Ted encontró a Neville en los invernaderos y en efecto su profesor le dijo que el Sauce tenía a cierta altura en su tronco un nudo que lo inmovilizaba si lo oprimían.

- Yo nunca lo he hecho, así que no lo ubico muy bien, pero hay tres personas que lo han hecho varias veces y creo que está de más que te diga sus nombres ¿verdad?

- Pero tengo prisa Neville, debemos hacerlo hoy mismo, no puedo mandarle a Sombra a Harry y sentarme a esperar que regrese con su respuesta. Voy a preguntarle a Hagrid a ver si sabe qué debo hacer. Gracias, tu información ha sido un gran avance.

Pero Ted no llegó a la cabaña del guardabosques, en el camino decidió llamar a Winky para que buscara a Kreacher y lo contactara con Grimmauld Place.

- Kreach necesito que le digas a Harry o a Ginny que para la última prueba tenemos que inmovilizar al Sauce y no sé cuál es el punto exacto.

- Ahora mismo llevo tu mensaje a la ama, seguro ella sabe, regreso enseguida Teddy.

Pasados varios minutos Kreacher regresó a la zona donde Ted lo esperaba. El elfo llevaba un pedazo de pergamino con la letra de Ginny y un dibujo bastante claro.

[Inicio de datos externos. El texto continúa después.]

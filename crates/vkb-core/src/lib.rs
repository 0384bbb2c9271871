//! # vkb-core
//!
//! Shared library for the virtual keyboard containing the key layout table,
//! the keyboard input-state machine, the text buffer, and the persistence
//! port used to remember the selected language.
//!
//! It has zero dependencies on OS APIs, UI frameworks, or network sockets.
//!
//! # Architecture overview (for beginners)
//!
//! A virtual keyboard is drawn on screen as a grid of buttons.  The user can
//! type either by clicking those buttons or by pressing keys on a physical
//! keyboard; in both cases the matching on-screen button lights up and the
//! resulting character is echoed into a text area.
//!
//! This crate (`vkb-core`) is the part that decides *what happens* on each
//! event.  It defines:
//!
//! - **`layout`** – The static table of keys: which row each key lives on,
//!   what it prints in English and Russian, and what it prints with Shift.
//!
//! - **`domain`** – The keyboard controller (pressed keys, caps-lock,
//!   language switching, character resolution), the text buffer, and the
//!   typing session that glues them together.
//!
//! - **`store`** – The key-value persistence port used to remember the
//!   selected language between sessions.

pub mod domain;
pub mod layout;
pub mod store;

// Re-export the most-used types at the crate root so callers can write
// `vkb_core::VirtualKeyboard` instead of `vkb_core::domain::keyboard::VirtualKeyboard`.
pub use domain::event::EventKind;
pub use domain::keyboard::{KeyboardState, VirtualKeyboard};
pub use domain::language::Language;
pub use domain::session::TypingSession;
pub use domain::text::{ControlAction, TextBuffer};
pub use domain::view::{ButtonView, KeyboardView};
pub use layout::{Glyphs, KeyDescriptor, KeyKind, Layout};
pub use store::{LanguageStore, MemoryStore, StoreError, LANG_KEY};
//! Infrastructure layer for vkb-web.
//!
//! Handles all I/O:
//!
//! - Binding a TCP listener and performing the WebSocket upgrade handshake
//! - Spawning one Tokio task per browser session
//! - Reading and writing the TOML settings file
//! - Stopping on the shutdown signal
//!
//! Message types live in the domain layer and the keyboard logic in the
//! application layer; configuration parsing happens in `main.rs`.

pub mod storage;
pub mod ws_server;

pub use ws_server::{run_server, serve};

Flaco: utiliza una piedra, rama, hechizo o lo que consideres para hacer presión justo en el nudo del tronco que aquí te dibujo. Cuando termines lo que sea que vayas a hacer, recuerda que debes regresar el árbol a su estado normal, ¡suerte!

Besos: Ginny.

- Perfecto, vamos Kreacher, acompáñame al Sauce.

Parado a distancia considerable del gran y agresivo árbol, Ted ubicó el punto señalado en el dibujo de Ginny y se preparó para lanzar una piedra con un hechizo Depulso, pero la piedra fue "bateada" por una de las ramas, así que decidió cambiar de táctica y preparó su varita para evocar un hechizo de Disparo de Flechas, confiando en su buena puntería. Esta vez la idea funcionó y el árbol se quedó quieto.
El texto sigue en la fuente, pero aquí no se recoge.